Using a Mark Burnett—like metaphor is a March 2002 Simon & Schuster title, Survival Is Not Enough: Zooming, Evolution and the Future of Your Company by the ubiquitous Godin. According to Fred Hills, "Wrenching change causes great anxiety, chaos and loss of employees. Godin explains that change should be undertaken evolutionarily in incremental steps. This is a practical guide for companies on effecting change successfully." Similarly, Chapters: Creating a Life of Exhilaration and Accomplishment in the Face of Change by Candice Carpenter (McGraw-Hill, Oct.), co-founder and chairman of iVillage, addresses the issues and turmoil involved in change on a personal level.

Managing with Heart and Soul

Integrating one's personal values with one's business life has become a growth area for business publishers. Kerr of Book Network International observes, "Management books are emphasizing personal and relationship skills, emotional intelligence and even spiritual development over traditional workplace skills. We think this reflects the post—dot-com interest in rediscovering our lives as a whole after the past frantic years." Two titles Kerr represents are cases in point: Thinking Heart, Feeling Mind: 10 Business Lessons from the Compassionate Workplace by Angela Ishmael from Industrial Society, distributed by LPC Group, 12 Step Wisdom at Work: Transforming Your Life and Your Organization by the Hazelden Foundation from Kogan Page (also dist. by LPC )

The "fundamental need for spiritual integration" is discussed in a November Crown release, The Most Effective Organization in the U.S.: Leadership Secrets of the Salvation Army by Robert A. Watson and Ben Brown. "Boundaries between the 'business world' and other worlds in which humans strive are as artificial as the distinctions between our separate private selves," says the book's introduction. "We cannot be one person at work, another with friends and family, and yet another in our relationship with God."

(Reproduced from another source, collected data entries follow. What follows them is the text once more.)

//! Shared harness: a listener serving the echo service and one dialed connection.

#![allow(dead_code)]

use bufnet_echo::EchoServer;
use bufnet_echo::proto::{EchoBatchResponse, EchoRequest, EchoResponse, EchoStatus};
use bufnet_rpc::{BridgeConfig, Connection, Listener, Metadata};
use bytes::Bytes;
use prost::Message;
use tonic::Code;
use tonic::transport::Server;
use tracing_subscriber::EnvFilter;

pub fn init_tracing() {
	let _ = tracing_subscriber::fmt()
		.with_env_filter(EnvFilter::from_default_env())
		.with_test_writer()
		.try_init();
}

pub struct Harness {
	pub listener: Listener,
	pub conn: Connection,
}

impl Harness {
	pub fn start() -> Self {
		Self::with_config(BridgeConfig::default())
	}

	pub fn with_config(config: BridgeConfig) -> Self {
		init_tracing();
		let listener = Listener::bind(config).unwrap();
		listener.serve(Server::builder().add_service(EchoServer)).unwrap();
		let conn = listener.dial().unwrap();
		Self { listener, conn }
	}
}

pub fn request(message: &str) -> EchoRequest {
	EchoRequest {
		message: message.to_string(),
		..EchoRequest::default()
	}
}

pub fn failing(code: Code, message: &str) -> EchoRequest {
	EchoRequest {
		status: Some(EchoStatus {
			code: code as i32,
			message: message.to_string(),
		}),
		..EchoRequest::default()
	}
}

pub fn over_void() -> EchoRequest {
	EchoRequest {
		over_void: true,
		..EchoRequest::default()
	}
}

pub fn encode(request: &EchoRequest) -> Bytes {
	Bytes::from(request.encode_to_vec())
}

pub fn decode(response: &[u8]) -> EchoResponse {
	EchoResponse::decode(response).unwrap()
}

pub fn decode_batch(response: &[u8]) -> EchoBatchResponse {
	EchoBatchResponse::decode(response).unwrap()
}

pub fn metadata(pairs: &[(&str, &str)]) -> Metadata {
	pairs.iter().map(|(key, value)| (*key, *value)).collect()
}
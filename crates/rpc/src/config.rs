use std::path::Path;

use bufnet_worker::RuntimeOptions;
use serde::Deserialize;
use tonic::transport::Uri;

use crate::{Error, Result};

/// Default duplex buffer capacity per direction.
pub const DEFAULT_BUFFER_SIZE: usize = 1 << 20;

/// Tunables of one listener and everything dialed through it.
#[derive(Debug, Clone, PartialEq, Eq, Deserialize)]
#[serde(default, deny_unknown_fields)]
pub struct BridgeConfig {
	/// Bytes buffered per direction of each in-memory connection.
	pub buffer_size: usize,
	/// Dials that may wait for the server to accept them.
	pub accept_backlog: usize,
	/// Messages queued per direction of each stream.
	pub stream_capacity: usize,
	/// Stand-in authority used for the in-memory address.
	pub authority: String,
	/// Runtime sizing.
	pub runtime: RuntimeConfig,
}

/// `[runtime]` table of [`BridgeConfig`].
#[derive(Debug, Clone, PartialEq, Eq, Deserialize)]
#[serde(default, deny_unknown_fields)]
pub struct RuntimeConfig {
	/// Async worker threads.
	pub worker_threads: usize,
	/// Upper bound on concurrently running bridged units.
	pub max_blocking_threads: usize,
	/// Thread name prefix.
	pub thread_name: String,
}

impl Default for BridgeConfig {
	fn default() -> Self {
		Self {
			buffer_size: DEFAULT_BUFFER_SIZE,
			accept_backlog: 16,
			stream_capacity: 1,
			authority: "bufnet".to_string(),
			runtime: RuntimeConfig::default(),
		}
	}
}

impl Default for RuntimeConfig {
	fn default() -> Self {
		let options = RuntimeOptions::default();
		Self {
			worker_threads: options.worker_threads,
			max_blocking_threads: options.max_blocking_threads,
			thread_name: options.thread_name,
		}
	}
}

impl BridgeConfig {
	/// Parses and validates a TOML document. Missing keys take their defaults.
	pub fn from_toml_str(text: &str) -> Result<Self> {
		let config: Self = toml::from_str(text).map_err(|err| Error::Config(err.to_string()))?;
		config.validate()?;
		Ok(config)
	}

	/// Reads and validates a TOML file.
	pub fn load(path: impl AsRef<Path>) -> Result<Self> {
		let path = path.as_ref();
		let text = std::fs::read_to_string(path).map_err(|err| Error::Config(format!("{}: {err}", path.display())))?;
		Self::from_toml_str(&text)
	}

	/// Rejects zero sizes and authorities that do not form a valid URI.
	pub fn validate(&self) -> Result<()> {
		let sizes = [
			("buffer_size", self.buffer_size),
			("accept_backlog", self.accept_backlog),
			("stream_capacity", self.stream_capacity),
			("runtime.worker_threads", self.runtime.worker_threads),
			("runtime.max_blocking_threads", self.runtime.max_blocking_threads),
		];
		if let Some((name, _)) = sizes.iter().find(|(_, value)| *value == 0) {
			return Err(Error::Config(format!("{name} must be greater than zero")));
		}
		self.endpoint_uri()?;
		Ok(())
	}

	pub(crate) fn endpoint_uri(&self) -> Result<Uri> {
		let uri = format!("http://{}", self.authority);
		match uri.parse::<Uri>() {
			Ok(parsed) if !self.authority.is_empty() && parsed.path() == "/" => Ok(parsed),
			_ => Err(Error::Config(format!("authority {:?} is not a valid host", self.authority))),
		}
	}

	pub(crate) fn runtime_options(&self) -> RuntimeOptions {
		RuntimeOptions {
			worker_threads: self.runtime.worker_threads,
			max_blocking_threads: self.runtime.max_blocking_threads,
			thread_name: self.runtime.thread_name.clone(),
		}
	}
}

#[cfg(test)]
mod tests {
	use pretty_assertions::assert_eq;

	use super::*;

	#[test]
	fn empty_document_uses_defaults() {
		let config = BridgeConfig::from_toml_str("").unwrap();
		assert_eq!(config, BridgeConfig::default());
		assert_eq!(config.buffer_size, 1024 * 1024);
		assert_eq!(config.runtime.thread_name, "bufnet-worker");
	}

	#[test]
	fn overrides_nested_runtime_table() {
		let config = BridgeConfig::from_toml_str(
			r#"
			buffer_size = 4096
			authority = "echo.local"

			[runtime]
			worker_threads = 1
			"#,
		)
		.unwrap();
		assert_eq!(config.buffer_size, 4096);
		assert_eq!(config.authority, "echo.local");
		assert_eq!(config.runtime.worker_threads, 1);
		assert_eq!(config.runtime.max_blocking_threads, 256);
	}

	#[test]
	fn rejects_zero_sizes() {
		let err = BridgeConfig::from_toml_str("stream_capacity = 0").unwrap_err();
		assert!(matches!(err, Error::Config(ref msg) if msg.contains("stream_capacity")), "{err}");
	}

	#[test]
	fn rejects_unknown_keys() {
		assert!(matches!(BridgeConfig::from_toml_str("buffer = 1"), Err(Error::Config(_))));
	}

	#[test]
	fn rejects_authorities_with_paths() {
		let config = BridgeConfig {
			authority: "bufnet/extra".into(),
			..BridgeConfig::default()
		};
		assert!(matches!(config.validate(), Err(Error::Config(_))));

		let config = BridgeConfig {
			authority: String::new(),
			..BridgeConfig::default()
		};
		assert!(matches!(config.validate(), Err(Error::Config(_))));
	}
}
use std::any::Any;

use tokio::task::JoinError;

/// Renders a panic payload as text.
///
/// `panic!` payloads are `&'static str` for literal messages and `String` for
/// formatted ones. Anything else is reported opaquely.
pub fn panic_message(payload: &(dyn Any + Send)) -> String {
	if let Some(msg) = payload.downcast_ref::<&'static str>() {
		(*msg).to_string()
	} else if let Some(msg) = payload.downcast_ref::<String>() {
		msg.clone()
	} else {
		"non-string panic payload".to_string()
	}
}

/// Extracts the panic message of a failed join, or `None` if the task was
/// cancelled rather than panicking.
pub fn join_error_panic_message(err: JoinError) -> Option<String> {
	err.try_into_panic().ok().map(|payload| panic_message(payload.as_ref()))
}
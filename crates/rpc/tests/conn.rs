mod common;

use std::time::Duration;

use bufnet_echo::proto::{EchoRequest, ONCE};
use bufnet_rpc::{CallOptions, Error, RpcStatus};
use common::{Harness, decode, encode, failing, metadata, over_void, request};
use pretty_assertions::assert_eq;
use tonic::Code;

#[tokio::test]
async fn invoke_returns_the_shifted_echo() {
	let h = Harness::start();
	let req = EchoRequest {
		circular_shift: 3,
		..request("Lebowski")
	};

	let result = h.conn.invoke(ONCE, encode(&req), CallOptions::default()).await.unwrap();

	assert_eq!(result.status, RpcStatus::ok());
	let reply = decode(&result.response);
	assert_eq!(reply.message, "skiLebow");
	assert_eq!(reply.sequence, 0);
}

#[tokio::test]
async fn invoke_echoes_metadata_as_header_and_trailer() {
	let h = Harness::start();
	let options = CallOptions::with_metadata(metadata(&[("dude", "abides"), ("dude", "bowls")]));

	let result = h.conn.invoke(ONCE, encode(&request("rug")), options).await.unwrap();

	assert!(result.status.is_ok());
	assert_eq!(result.header.get_all("dude"), ["abides", "bowls"]);
	assert_eq!(result.header.get("timing"), Some("header"));
	assert_eq!(result.trailer.get_all("dude"), ["abides", "bowls"]);
	assert_eq!(result.trailer.get("timing"), Some("trailer"));
}

#[tokio::test]
async fn failed_status_resolves_as_data() {
	let h = Harness::start();
	let options = CallOptions::with_metadata(metadata(&[("walter", "sobchak")]));

	let result = h
		.conn
		.invoke(ONCE, encode(&failing(Code::NotFound, "no rug")), options)
		.await
		.unwrap();

	assert_eq!(result.status, RpcStatus::new(Code::NotFound, "no rug"));
	assert!(result.response.is_empty());
	assert_eq!(result.header.get("timing"), Some("header"));
	assert_eq!(result.trailer.get("walter"), Some("sobchak"));
	assert_eq!(result.trailer.get("timing"), Some("trailer"));
}

#[tokio::test]
async fn ok_code_in_request_status_is_ignored() {
	let h = Harness::start();
	let req = EchoRequest {
		message: "abide".into(),
		..failing(Code::Ok, "ignored")
	};

	let result = h.conn.invoke(ONCE, encode(&req), CallOptions::default()).await.unwrap();

	assert!(result.status.is_ok());
	assert_eq!(decode(&result.response).message, "abide");
}

#[tokio::test]
async fn unknown_method_is_unimplemented() {
	let h = Harness::start();

	let result = h
		.conn
		.invoke("/echo.EchoService/Nope", encode(&request("x")), CallOptions::default())
		.await
		.unwrap();

	assert_eq!(result.status.code, Code::Unimplemented);
	assert!(result.response.is_empty());
}

#[tokio::test]
async fn closing_the_connection_cancels_hanging_calls() {
	let h = Harness::start();
	let pending = h.conn.invoke(ONCE, encode(&over_void()), CallOptions::default());
	tokio::time::sleep(Duration::from_millis(50)).await;

	h.conn.close().await.unwrap();
	let result = tokio::time::timeout(Duration::from_secs(5), pending).await.unwrap().unwrap();

	assert_eq!(result.status, RpcStatus::cancelled());
	assert_eq!(result.status.message, "context canceled");
	assert!(result.response.is_empty());
}

#[tokio::test]
async fn closed_connection_rejects_new_calls() {
	let h = Harness::start();
	h.conn.close().await.unwrap();
	h.conn.close().await.unwrap();
	assert!(h.conn.is_closed());

	let err = h.conn.invoke(ONCE, encode(&request("x")), CallOptions::default()).await.unwrap_err();
	assert!(matches!(err, Error::ConnectionClosed));
}

#[tokio::test]
async fn malformed_method_is_an_argument_error() {
	let h = Harness::start();

	let err = h.conn.invoke("Once", encode(&request("x")), CallOptions::default()).await.unwrap_err();
	assert!(matches!(err, Error::Argument(_)));
}

#[tokio::test]
async fn reserved_metadata_keys_are_rejected() {
	let h = Harness::start();
	let options = CallOptions::with_metadata(metadata(&[("grpc-timeout", "1S")]));

	let err = h.conn.invoke(ONCE, encode(&request("x")), options).await.unwrap_err();
	assert!(matches!(err, Error::Argument(_)));
}

#[tokio::test]
async fn concurrent_calls_settle_independently() {
	let h = Harness::start();
	let pending: Vec<_> = (0..16)
		.map(|i| {
			let req = request(&format!("call-{i}"));
			h.conn.invoke(ONCE, encode(&req), CallOptions::default())
		})
		.collect();

	for (i, call) in pending.into_iter().enumerate() {
		let result = call.await.unwrap();
		assert_eq!(decode(&result.response).message, format!("call-{i}"));
	}
}

#[tokio::test]
async fn connections_close_independently() {
	let h = Harness::start();
	let other = h.listener.dial().unwrap();
	other.close().await.unwrap();

	let result = h.conn.invoke(ONCE, encode(&request("still here")), CallOptions::default()).await.unwrap();
	assert!(result.status.is_ok());
}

Last December, Warner published Making a Life, Making a Living: Reclaiming Your Purpose and Passion in Business and in Life by Mark Albion, former Harvard Business School professor and founder of Net Impact, an international not-for-profit network of MBAs. Albion has received recognition from the likes of Mother Teresa and Ronald Reagan, and the book carries endorsements from John Naisbitt, Norman Lear, Marian Wright Edelman and others. Wiley's offering in the field is Church on Sunday, Work on Monday: The Challenge of Fusing Christian Values with Business Life by Laura Nash and Scotty McLennan, with a foreword by Ken Blanchard. (Note: This title and several others dealing with the intersection of business and spirituality were discussed in "Work, Too, Is a Spiritual Practice," Religion, July 2.)

Mañana

Stepping back and looking at the long term, Franco at HBSP asserts, "The recent dot-com fallout is going to have a lasting effect on business management practices. Clearly, the management field is at a pivotal point. We're already seeing a big back-to-basics push, particularly in the area of profitable growth: managers are looking for ways to grow their businesses profitably and soundly." An essential part of the solution, she believes, will center on "new approaches to leadership, and the business world is going to be looking to more non-traditional methods to meet leadership challenges."

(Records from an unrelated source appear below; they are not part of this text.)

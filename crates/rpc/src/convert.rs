//! Conversions between [`Metadata`] and tonic's [`MetadataMap`].

use bufnet_metadata::Metadata;
use tonic::metadata::{AsciiMetadataValue, BinaryMetadataValue, KeyAndValueRef, MetadataKey, MetadataMap};

use crate::engine::EngineError;

/// Headers owned by the transport rather than the caller.
fn is_reserved(key: &str) -> bool {
	matches!(key, "content-type" | "te" | "user-agent" | "date") || key.starts_with("grpc-")
}

/// Converts received headers or trailers, dropping transport headers.
///
/// Binary (`-bin`) values are decoded; values that are not UTF-8 are skipped.
pub(crate) fn from_metadata_map(map: &MetadataMap) -> Metadata {
	let mut metadata = Metadata::new();
	for entry in map.iter() {
		match entry {
			KeyAndValueRef::Ascii(key, value) if !is_reserved(key.as_str()) => {
				if let Ok(text) = value.to_str() {
					metadata.append(key.as_str(), text);
				}
			}
			KeyAndValueRef::Binary(key, value) if !is_reserved(key.as_str()) => {
				if let Some(text) = value.to_bytes().ok().and_then(|raw| String::from_utf8(raw.to_vec()).ok()) {
					metadata.append(key.as_str(), text);
				}
			}
			_ => {}
		}
	}
	metadata
}

/// Builds outgoing request metadata.
///
/// Values of keys ending in `-bin` are base64-encoded on the wire.
pub(crate) fn to_metadata_map(metadata: &Metadata) -> Result<MetadataMap, EngineError> {
	let mut map = MetadataMap::new();
	for (key, values) in metadata {
		if is_reserved(key) {
			return Err(EngineError::Invalid(format!("metadata key {key:?} is reserved")));
		}
		for value in values {
			if key.ends_with("-bin") {
				let key = MetadataKey::from_bytes(key.as_bytes()).map_err(|err| invalid_key(key, err))?;
				map.append_bin(key, BinaryMetadataValue::from_bytes(value.as_bytes()));
			} else {
				let key = MetadataKey::from_bytes(key.as_bytes()).map_err(|err| invalid_key(key, err))?;
				let value = AsciiMetadataValue::try_from(value.as_str())
					.map_err(|_| EngineError::Invalid(format!("metadata value of {key:?} is not printable ASCII")))?;
				map.append(key, value);
			}
		}
	}
	Ok(map)
}

fn invalid_key(key: &str, err: impl std::fmt::Display) -> EngineError {
	EngineError::Invalid(format!("metadata key {key:?} is invalid: {err}"))
}
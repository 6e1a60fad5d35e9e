use std::future::Future;

use tokio::runtime::{Handle, Runtime};
use tokio::task::JoinHandle;

use crate::TaskClass;

/// Sizing for the runtime that executes engine work and bridged units.
#[derive(Debug, Clone, PartialEq, Eq)]
pub struct RuntimeOptions {
	/// Async worker threads driving the engine and transport.
	pub worker_threads: usize,
	/// Upper bound on blocking-pool threads, i.e. concurrently running units.
	pub max_blocking_threads: usize,
	/// Thread name prefix.
	pub thread_name: String,
}

impl Default for RuntimeOptions {
	fn default() -> Self {
		Self {
			worker_threads: 2,
			max_blocking_threads: 256,
			thread_name: "bufnet-worker".to_string(),
		}
	}
}

/// Owned multi-threaded runtime that can be dropped from any context.
///
/// Dropping a [`Runtime`] inside an async context panics, and hosts routinely
/// tear transports down from async code. Dropping a `RuntimeHost` shuts the
/// runtime down in the background instead.
#[derive(Debug)]
pub struct RuntimeHost {
	runtime: Option<Runtime>,
	handle: Handle,
}

impl RuntimeHost {
	/// Builds a runtime with all drivers enabled.
	pub fn new(options: &RuntimeOptions) -> std::io::Result<Self> {
		let runtime = tokio::runtime::Builder::new_multi_thread()
			.enable_all()
			.worker_threads(options.worker_threads)
			.max_blocking_threads(options.max_blocking_threads)
			.thread_name(options.thread_name.clone())
			.build()?;
		let handle = runtime.handle().clone();
		tracing::debug!(
			worker_threads = options.worker_threads,
			max_blocking_threads = options.max_blocking_threads,
			"worker.runtime.start"
		);
		Ok(Self {
			runtime: Some(runtime),
			handle,
		})
	}

	/// Returns a handle to the owned runtime.
	pub fn handle(&self) -> &Handle {
		&self.handle
	}

	/// Spawns an async task with worker classification metadata.
	pub fn spawn<F>(&self, class: TaskClass, fut: F) -> JoinHandle<F::Output>
	where
		F: Future + Send + 'static,
		F::Output: Send + 'static,
	{
		tracing::trace!(worker_class = class.as_str(), "worker.spawn");
		self.handle.spawn(fut)
	}
}

impl Drop for RuntimeHost {
	fn drop(&mut self) {
		if let Some(runtime) = self.runtime.take() {
			tracing::debug!("worker.runtime.shutdown");
			runtime.shutdown_background();
		}
	}
}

Regardless of the battering sustained by many over-the-top new economy titles, publishers show no signs of reducing title output in coming seasons. Of course, it may be that current listings don't yet fully reflect the situation. Or it may be that coming opportunities to serve the voracious business book market simply obscure the recent past. After all, the boom was a great ride for nearly everyone while it lasted. And, too, success in business publishing, as well as in business itself, requires vast amounts of optimism, which is sometimes even more critical than cash.